Paul Watton, a senior army officer, who was reunited with Pauline seven years ago after being tracked down by a reporter, has now found his missing father in America.
The former deputy prime minister tells the full story of Pauline and Paul in his memoirs, which are being serialised in The Sunday Times. When Pauline was only 15½, she met an American service-man from a base near her home in Chester.
“This bloke was 21 and married, though Pauline didn’t know that when she met him. They’d been going out for some time when Pauline discovered she was pregnant. Her mother went to the base, but the security people on duty denied all knowledge of him. Said she must have the wrong name or wrong barracks. Very soon afterwards they shipped him back to the States. Pauline wrote to him to say she was pregnant, but he never replied.”
Pauline gave birth to Paul in January 1956, when she was 16. She initially refused to have him adopted. Early on he caught meningitis.
“I saw him once because I went with Pauline, when we were first courting, to visit him in hospital.
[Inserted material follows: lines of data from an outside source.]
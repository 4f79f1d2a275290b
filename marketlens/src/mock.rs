//! Synthetic sentiment and news used on the fallback path.
//!
//! Nothing here does I/O. The `_with` variants take the RNG (and clock) explicitly;
//! the plain variants use the thread RNG and the wall clock.

use chrono::Utc;
use rand::Rng;

use crate::llm::{Sentiment, SentimentResult};
use crate::news::NewsItem;

pub const MOCK_SOURCES: [&str; 5] = [
    "Bloomberg",
    "Reuters",
    "Financial Times",
    "Wall Street Journal",
    "CNBC",
];

pub const MOCK_HEADLINES: [&str; 10] = [
    "Wayne Enterprises Announces Revolutionary Clean Energy Initiative",
    "Global Markets Rally on Tech Sector Gains",
    "Federal Reserve Signals Potential Rate Changes",
    "Emerging Markets Show Strong Growth Potential",
    "Cybersecurity Concerns Rise in Financial Sector",
    "New Regulations Impact Banking Industry",
    "AI Adoption Accelerates in Financial Services",
    "Market Volatility Increases Amid Global Tensions",
    "Sustainable Investing Trends Gain Momentum",
    "Digital Currency Developments Shape Financial Landscape",
];

const WEEK_MILLIS: i64 = 7 * 24 * 60 * 60 * 1000;

pub fn sentiment_narrative(label: Sentiment) -> String {
    format!("The sentiment of this text appears to be {}.", label)
}

pub fn mock_sentiment() -> SentimentResult {
    mock_sentiment_with(&mut rand::thread_rng())
}

pub fn mock_sentiment_with<R: Rng + ?Sized>(rng: &mut R) -> SentimentResult {
    let label = Sentiment::from_draw(rng.gen::<f64>());
    SentimentResult {
        label,
        narrative_text: sentiment_narrative(label),
    }
}

pub fn generate_mock_news(count: usize) -> Vec<NewsItem> {
    generate_mock_news_with(count, Utc::now().timestamp_millis(), &mut rand::thread_rng())
}

/// Build `count` items stamped within the week before `now_millis`.
pub fn generate_mock_news_with<R: Rng + ?Sized>(count: usize, now_millis: i64, rng: &mut R) -> Vec<NewsItem> {
    (0..count)
        .map(|i| NewsItem {
            id: format!("news-{}", i),
            headline: MOCK_HEADLINES[i % MOCK_HEADLINES.len()].to_string(),
            source: MOCK_SOURCES[rng.gen_range(0..MOCK_SOURCES.len())].to_string(),
            timestamp_millis: now_millis.saturating_sub(rng.gen_range(0..WEEK_MILLIS)).max(0),
            url: "#".to_string(),
            sentiment: Sentiment::ALL[rng.gen_range(0..Sentiment::ALL.len())],
            relevance_score: rng.gen_range(70..=99),
        })
        .collect()
}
It wasn’t a secret among her close friends and it didn’t bother me in the slightest, but in the 1950s it was a matter of great shame for an unmarried girl to have a baby. So Pauline was unusual in trying to struggle on despite her circumstances.”
She placed him with foster parents as she had to work full-time as a hairdresser; but when he was three she let his foster parents adopt him.
“It seemed obvious they would be able to give him a better chance in life than Pauline could offer at the time. Of course she felt terribly guilty about what had happened. But she had been very young and naïve when she’d fallen pregnant. She found it very hard, thinking that she’d never hear of Paul again. Every new year was a difficult time for her, thinking of his birthday.”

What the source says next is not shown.